(Saved data entries)
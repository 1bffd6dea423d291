use crate::error::{MatrixError, SymbolicError};
use crate::matrix::matrix::{Elimination, Matrix};
use crate::matrix::matrix_gen::{GenElement, MatrixGen};
use crate::symbolic::expr::Expr;
use pyo3::exceptions::PyValueError;
use pyo3::prelude::*;
use pyo3::types::PyType;

impl From<MatrixError> for PyErr {
    fn from(error: MatrixError) -> PyErr {
        PyValueError::new_err(error.to_string())
    }
}

impl From<SymbolicError> for PyErr {
    fn from(error: SymbolicError) -> PyErr {
        PyValueError::new_err(error.to_string())
    }
}

/// How an element crosses the Python boundary.
trait PyElement: GenElement {
    type Py;

    fn from_py(value: Self::Py) -> PyResult<Self>;
    fn to_py(&self) -> Self::Py;
}

impl PyElement for f64 {
    type Py = f64;

    fn from_py(value: f64) -> PyResult<f64> {
        Ok(value)
    }

    fn to_py(&self) -> f64 {
        *self
    }
}

/// Symbolic entries travel as infix text, e.g. `"x^2/(1 + x)"`.
impl PyElement for Expr {
    type Py = String;

    fn from_py(value: String) -> PyResult<Expr> {
        Ok(Expr::parse(&value)?)
    }

    fn to_py(&self) -> String {
        self.to_string()
    }
}

fn matrix_from_py<T: PyElement>(lines: Vec<Vec<T::Py>>) -> PyResult<MatrixGen<T>> {
    let lines = lines
        .into_iter()
        .map(|line| line.into_iter().map(T::from_py).collect::<PyResult<Vec<T>>>())
        .collect::<PyResult<Vec<Vec<T>>>>()?;
    Ok(MatrixGen::from_list(lines))
}

fn vectors_to_py<T: PyElement>(vectors: Vec<Vec<T>>) -> Vec<Vec<T::Py>> {
    vectors
        .iter()
        .map(|v| v.iter().map(T::to_py).collect())
        .collect()
}

macro_rules! impl_matrix_pymethods {
    ($type:ident, $element:ty, $py:ty) => {
        #[pyclass(frozen)]
        #[derive(Debug, Clone)]
        pub struct $type {
            pub inner: MatrixGen<$element>,
        }

        #[pymethods]
        impl $type {
            #[classmethod]
            pub fn from_list(_cls: &Bound<PyType>, lines: Vec<Vec<$py>>) -> PyResult<Self> {
                Ok($type {
                    inner: matrix_from_py(lines)?,
                })
            }

            #[classmethod]
            pub fn identity(_cls: &Bound<PyType>, n: usize) -> Self {
                $type {
                    inner: MatrixGen::identity(n),
                }
            }

            pub fn to_list(&self) -> Vec<Vec<$py>> {
                vectors_to_py(self.inner.to_list())
            }

            pub fn __add__(&self, rhs: &$type) -> PyResult<$type> {
                Ok($type {
                    inner: (&self.inner + &rhs.inner)?,
                })
            }

            pub fn __sub__(&self, rhs: &$type) -> PyResult<$type> {
                Ok($type {
                    inner: (&self.inner - &rhs.inner)?,
                })
            }

            pub fn __mul__(&self, rhs: &$type) -> PyResult<$type> {
                Ok($type {
                    inner: (&self.inner * &rhs.inner)?,
                })
            }

            pub fn __str__(&self) -> String {
                self.inner.to_string()
            }

            #[allow(non_snake_case)]
            #[getter]
            pub fn T(&self) -> $type {
                $type {
                    inner: self.inner.transpose(),
                }
            }

            #[getter]
            pub fn rows(&self) -> usize {
                self.inner.rows
            }

            #[getter]
            pub fn cols(&self) -> usize {
                self.inner.cols
            }

            pub fn is_rref(&self) -> bool {
                self.inner.is_rref()
            }

            pub fn rref(&self) -> $type {
                $type {
                    inner: self.inner.rref(),
                }
            }

            pub fn pivot_columns(&self) -> Vec<usize> {
                self.inner.pivot_columns()
            }

            pub fn rank(&self) -> usize {
                self.inner.rank()
            }

            pub fn inverse(&self) -> PyResult<$type> {
                Ok($type {
                    inner: self.inner.inverse()?,
                })
            }

            pub fn determinant(&self) -> PyResult<$py> {
                Ok(self.inner.determinant()?.to_py())
            }

            pub fn kernel(&self) -> Vec<Vec<$py>> {
                vectors_to_py(self.inner.kernel())
            }

            pub fn image(&self) -> Vec<Vec<$py>> {
                vectors_to_py(self.inner.image())
            }

            pub fn rref_image(&self) -> Vec<Vec<$py>> {
                vectors_to_py(self.inner.rref_image())
            }
        }
    };
}

impl_matrix_pymethods!(MatrixF64, f64, f64);
impl_matrix_pymethods!(MatrixExpr, Expr, String);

◆ Your assignment
Write out each record again, keeping every word as it is.

◆ Answer box
repository 1bffd6dea423d291
use crate::error::{MatrixError, SymbolicError};
use crate::matrix::matrix::{Elimination, Matrix};
use crate::matrix::matrix_gen::{GenElement, MatrixGen};
use crate::symbolic::expr::Expr;
use pyo3::exceptions::PyValueError;
use pyo3::prelude::*;
use pyo3::types::PyType;

impl From<MatrixError> for PyErr {
    fn from(error: MatrixError) -> PyErr {
        PyValueError::new_err(error.to_string())
    }
}

impl From<SymbolicError> for PyErr {
    fn from(error: SymbolicError) -> PyErr {
        PyValueError::new_err(error.to_string())
    }
}

/// How an element crosses the Python boundary.
trait PyElement: GenElement {
    type Py;

    fn from_py(value: Self::Py) -> PyResult<Self>;
    fn to_py(&self) -> Self::Py;
}

impl PyElement for f64 {
    type Py = f64;

    fn from_py(value: f64) -> PyResult<f64> {
        Ok(value)
    }

    fn to_py(&self) -> f64 {
        *self
    }
}

/// Symbolic entries travel as infix text, e.g. `"x^2/(1 + x)"`.
impl PyElement for Expr {
    type Py = String;

    fn from_py(value: String) -> PyResult<Expr> {
        Ok(Expr::parse(&value)?)
    }

    fn to_py(&self) -> String {
        self.to_string()
    }
}

fn matrix_from_py<T: PyElement>(lines: Vec<Vec<T::Py>>) -> PyResult<MatrixGen<T>> {
    let lines = lines
        .into_iter()
        .map(|line| line.into_iter().map(T::from_py).collect::<PyResult<Vec<T>>>())
        .collect::<PyResult<Vec<Vec<T>>>>()?;
    Ok(MatrixGen::from_list(lines))
}

fn vectors_to_py<T: PyElement>(vectors: Vec<Vec<T>>) -> Vec<Vec<T::Py>> {
    vectors
        .iter()
        .map(|v| v.iter().map(T::to_py).collect())
        .collect()
}

macro_rules! impl_matrix_pymethods {
    ($type:ident, $element:ty, $py:ty) => {
        #[pyclass(frozen)]
        #[derive(Debug, Clone)]
        pub struct $type {
            pub inner: MatrixGen<$element>,
        }

        #[pymethods]
        impl $type {
            #[classmethod]
            pub fn from_list(_cls: &Bound<PyType>, lines: Vec<Vec<$py>>) -> PyResult<Self> {
                Ok($type {
                    inner: matrix_from_py(lines)?,
                })
            }

            #[classmethod]
            pub fn identity(_cls: &Bound<PyType>, n: usize) -> Self {
                $type {
                    inner: MatrixGen::identity(n),
                }
            }

            pub fn to_list(&self) -> Vec<Vec<$py>> {
                vectors_to_py(self.inner.to_list())
            }

            pub fn __add__(&self, rhs: &$type) -> PyResult<$type> {
                Ok($type {
                    inner: (&self.inner + &rhs.inner)?,
                })
            }

            pub fn __sub__(&self, rhs: &$type) -> PyResult<$type> {
                Ok($type {
                    inner: (&self.inner - &rhs.inner)?,
                })
            }

            pub fn __mul__(&self, rhs: &$type) -> PyResult<$type> {
                Ok($type {
                    inner: (&self.inner * &rhs.inner)?,
                })
            }

            pub fn __str__(&self) -> String {
                self.inner.to_string()
            }

            #[allow(non_snake_case)]
            #[getter]
            pub fn T(&self) -> $type {
                $type {
                    inner: self.inner.transpose(),
                }
            }

            #[getter]
            pub fn rows(&self) -> usize {
                self.inner.rows
            }

            #[getter]
            pub fn cols(&self) -> usize {
                self.inner.cols
            }

            pub fn is_rref(&self) -> bool {
                self.inner.is_rref()
            }

            pub fn rref(&self) -> $type {
                $type {
                    inner: self.inner.rref(),
                }
            }

            pub fn pivot_columns(&self) -> Vec<usize> {
                self.inner.pivot_columns()
            }

            pub fn rank(&self) -> usize {
                self.inner.rank()
            }

            pub fn inverse(&self) -> PyResult<$type> {
                Ok($type {
                    inner: self.inner.inverse()?,
                })
            }

            pub fn determinant(&self) -> PyResult<$py> {
                Ok(self.inner.determinant()?.to_py())
            }

            pub fn kernel(&self) -> Vec<Vec<$py>> {
                vectors_to_py(self.inner.kernel())
            }

            pub fn image(&self) -> Vec<Vec<$py>> {
                vectors_to_py(self.inner.image())
            }

            pub fn rref_image(&self) -> Vec<Vec<$py>> {
                vectors_to_py(self.inner.rref_image())
            }
        }
    };
}

impl_matrix_pymethods!(MatrixF64, f64, f64);
impl_matrix_pymethods!(MatrixExpr, Expr, String);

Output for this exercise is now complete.